* _ASSIGNMENT_: Provide the number of lines below containing the word "spans", without any other words.

(Saved entries)
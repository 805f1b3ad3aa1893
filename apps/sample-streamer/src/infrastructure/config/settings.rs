//! Streamer Configuration Settings
//!
//! Configuration types for the sample streamer, loaded from environment
//! variables. Numeric values that fail to parse fall back to their defaults;
//! unknown mode names are rejected.

use std::net::{IpAddr, Ipv4Addr, SocketAddr};
use std::str::FromStr;
use std::time::Duration;

use crate::application::services::{DEFAULT_FIXED_INTERVAL, Pacing, SessionConfig};
use crate::domain::generator::GenerationPolicy;

/// Which generation policy new sessions use.
#[derive(Debug, Clone, Copy, PartialEq, Eq, Default)]
pub enum GenerationMode {
    /// Random-length arrays of uniform samples.
    #[default]
    Random,
    /// Constant-frequency sine wave.
    Sine,
    /// Ping-pong frequency sweep.
    Sweep,
}

impl GenerationMode {
    /// Get the mode name.
    #[must_use]
    pub const fn as_str(&self) -> &'static str {
        match self {
            Self::Random => "random",
            Self::Sine => "sine",
            Self::Sweep => "sweep",
        }
    }
}

impl FromStr for GenerationMode {
    type Err = ConfigError;

    fn from_str(s: &str) -> Result<Self, Self::Err> {
        match s.trim().to_lowercase().as_str() {
            "random" => Ok(Self::Random),
            "sine" => Ok(Self::Sine),
            "sweep" => Ok(Self::Sweep),
            _ => Err(ConfigError::InvalidValue {
                key: "STREAMER_MODE".to_string(),
                value: s.to_string(),
            }),
        }
    }
}

/// Pacing mode between pushes.
#[derive(Debug, Clone, Copy, PartialEq, Eq, Default)]
pub enum PacingMode {
    /// One chunk's worth of time at the sample rate.
    #[default]
    Realtime,
    /// Fixed interval.
    Fixed,
}

impl FromStr for PacingMode {
    type Err = ConfigError;

    fn from_str(s: &str) -> Result<Self, Self::Err> {
        match s.trim().to_lowercase().as_str() {
            "realtime" => Ok(Self::Realtime),
            "fixed" => Ok(Self::Fixed),
            _ => Err(ConfigError::InvalidValue {
                key: "STREAMER_PACING".to_string(),
                value: s.to_string(),
            }),
        }
    }
}

/// Listener settings.
#[derive(Debug, Clone)]
pub struct ServerSettings {
    /// Bind address.
    pub host: IpAddr,
    /// HTTP/WebSocket port.
    pub port: u16,
}

impl Default for ServerSettings {
    fn default() -> Self {
        Self {
            host: IpAddr::V4(Ipv4Addr::UNSPECIFIED),
            port: 8000,
        }
    }
}

impl ServerSettings {
    /// Socket address to bind.
    #[must_use]
    pub const fn addr(&self) -> SocketAddr {
        SocketAddr::new(self.host, self.port)
    }
}

/// Waveform and random-array parameters.
#[derive(Debug, Clone)]
pub struct GenerationSettings {
    /// Selected policy.
    pub mode: GenerationMode,
    /// Sine frequency, and sweep start frequency.
    pub frequency_hz: f64,
    /// Samples per second for the sine policies.
    pub sample_rate_hz: u32,
    /// Samples per chunk for the sine policies.
    pub chunk_size: usize,
    /// Sweep lower bound.
    pub sweep_min_hz: f64,
    /// Sweep upper bound.
    pub sweep_max_hz: f64,
    /// Sweep step per chunk.
    pub sweep_step_hz: f64,
    /// Shortest random chunk.
    pub random_min_len: usize,
    /// Longest random chunk.
    pub random_max_len: usize,
}

impl Default for GenerationSettings {
    fn default() -> Self {
        Self {
            mode: GenerationMode::Random,
            frequency_hz: 1.0,
            sample_rate_hz: 40,
            chunk_size: 8,
            sweep_min_hz: 1.0,
            sweep_max_hz: 10.0,
            sweep_step_hz: 0.1,
            random_min_len: 5,
            random_max_len: 15,
        }
    }
}

impl GenerationSettings {
    /// Build the generation policy for the selected mode.
    #[must_use]
    pub const fn policy(&self) -> GenerationPolicy {
        match self.mode {
            GenerationMode::Random => GenerationPolicy::Random {
                min_len: self.random_min_len,
                max_len: self.random_max_len,
            },
            GenerationMode::Sine => GenerationPolicy::FixedSine {
                frequency_hz: self.frequency_hz,
                sample_rate_hz: self.sample_rate_hz,
                chunk_size: self.chunk_size,
            },
            GenerationMode::Sweep => GenerationPolicy::SweepingSine {
                start_hz: self.frequency_hz,
                step_hz: self.sweep_step_hz,
                min_hz: self.sweep_min_hz,
                max_hz: self.sweep_max_hz,
                sample_rate_hz: self.sample_rate_hz,
                chunk_size: self.chunk_size,
            },
        }
    }
}

/// Pacing settings.
#[derive(Debug, Clone)]
pub struct PacingSettings {
    /// Realtime or fixed.
    pub mode: PacingMode,
    /// Interval for fixed pacing.
    pub interval: Duration,
}

impl Default for PacingSettings {
    fn default() -> Self {
        Self {
            mode: PacingMode::Realtime,
            interval: DEFAULT_FIXED_INTERVAL,
        }
    }
}

/// Span export settings.
#[derive(Debug, Clone, PartialEq, Eq)]
pub struct TelemetrySettings {
    /// Export spans over OTLP.
    pub otel_enabled: bool,
    /// OTLP gRPC endpoint.
    pub otlp_endpoint: String,
    /// Service name attached to exported spans.
    pub service_name: String,
}

impl Default for TelemetrySettings {
    fn default() -> Self {
        Self {
            otel_enabled: false,
            otlp_endpoint: "http://localhost:4317".to_string(),
            service_name: "sample-streamer".to_string(),
        }
    }
}

/// Complete streamer configuration.
#[derive(Debug, Clone, Default)]
pub struct StreamerConfig {
    /// Listener settings.
    pub server: ServerSettings,
    /// Generation settings.
    pub generation: GenerationSettings,
    /// Pacing settings.
    pub pacing: PacingSettings,
    /// Span export settings.
    pub telemetry: TelemetrySettings,
}

impl StreamerConfig {
    /// Create configuration from environment variables.
    ///
    /// # Errors
    ///
    /// Returns an error if a mode variable holds an unknown value.
    pub fn from_env() -> Result<Self, ConfigError> {
        Self::from_lookup(|key| std::env::var(key).ok())
    }

    /// Create configuration from an arbitrary key lookup.
    ///
    /// # Errors
    ///
    /// Returns an error if a mode variable holds an unknown value.
    pub fn from_lookup<F>(lookup: F) -> Result<Self, ConfigError>
    where
        F: Fn(&str) -> Option<String>,
    {
        let server_defaults = ServerSettings::default();
        let server = ServerSettings {
            host: parse_or(&lookup, "STREAMER_HOST", server_defaults.host),
            port: parse_or(&lookup, "STREAMER_PORT", server_defaults.port),
        };

        let defaults = GenerationSettings::default();
        let mode = lookup("STREAMER_MODE")
            .map(|s| s.parse::<GenerationMode>())
            .transpose()?
            .unwrap_or_default();

        let generation = GenerationSettings {
            mode,
            frequency_hz: parse_or(&lookup, "STREAMER_FREQUENCY_HZ", defaults.frequency_hz),
            sample_rate_hz: parse_or(&lookup, "STREAMER_SAMPLE_RATE_HZ", defaults.sample_rate_hz),
            chunk_size: parse_or(&lookup, "STREAMER_CHUNK_SIZE", defaults.chunk_size),
            sweep_min_hz: parse_or(&lookup, "STREAMER_SWEEP_MIN_HZ", defaults.sweep_min_hz),
            sweep_max_hz: parse_or(&lookup, "STREAMER_SWEEP_MAX_HZ", defaults.sweep_max_hz),
            sweep_step_hz: parse_or(&lookup, "STREAMER_SWEEP_STEP_HZ", defaults.sweep_step_hz),
            random_min_len: parse_or(&lookup, "STREAMER_RANDOM_MIN_LEN", defaults.random_min_len),
            random_max_len: parse_or(&lookup, "STREAMER_RANDOM_MAX_LEN", defaults.random_max_len),
        };

        let pacing_mode = lookup("STREAMER_PACING")
            .map(|s| s.parse::<PacingMode>())
            .transpose()?
            .unwrap_or_default();

        let pacing = PacingSettings {
            mode: pacing_mode,
            interval: parse_duration_millis_or(
                &lookup,
                "STREAMER_INTERVAL_MS",
                PacingSettings::default().interval,
            ),
        };

        let telemetry_defaults = TelemetrySettings::default();
        let telemetry = TelemetrySettings {
            otel_enabled: lookup("OTEL_ENABLED")
                .is_some_and(|v| v.trim().eq_ignore_ascii_case("true")),
            otlp_endpoint: lookup("OTEL_EXPORTER_OTLP_ENDPOINT")
                .unwrap_or(telemetry_defaults.otlp_endpoint),
            service_name: lookup("OTEL_SERVICE_NAME").unwrap_or(telemetry_defaults.service_name),
        };

        Ok(Self {
            server,
            generation,
            pacing,
            telemetry,
        })
    }

    /// Session configuration shared by every connection.
    ///
    /// The random policy has no sample rate, so it always uses the fixed
    /// interval.
    #[must_use]
    pub const fn session_config(&self) -> SessionConfig {
        let pacing = match (self.generation.mode, self.pacing.mode) {
            (GenerationMode::Random, _) | (_, PacingMode::Fixed) => {
                Pacing::Fixed(self.pacing.interval)
            }
            (_, PacingMode::Realtime) => Pacing::Realtime,
        };

        SessionConfig {
            policy: self.generation.policy(),
            pacing,
        }
    }
}

/// Configuration error.
#[derive(Debug, thiserror::Error)]
pub enum ConfigError {
    /// Environment variable holds a value outside the accepted set.
    #[error("invalid value {value:?} for {key}")]
    InvalidValue {
        /// Variable name.
        key: String,
        /// Offending value.
        value: String,
    },
}

fn parse_or<F, T>(lookup: &F, key: &str, default: T) -> T
where
    F: Fn(&str) -> Option<String>,
    T: FromStr,
{
    lookup(key)
        .and_then(|v| v.trim().parse().ok())
        .unwrap_or(default)
}

fn parse_duration_millis_or<F>(lookup: &F, key: &str, default: Duration) -> Duration
where
    F: Fn(&str) -> Option<String>,
{
    lookup(key)
        .and_then(|v| v.trim().parse::<u64>().ok())
        .map_or(default, Duration::from_millis)
}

* _SOLUTION_: 2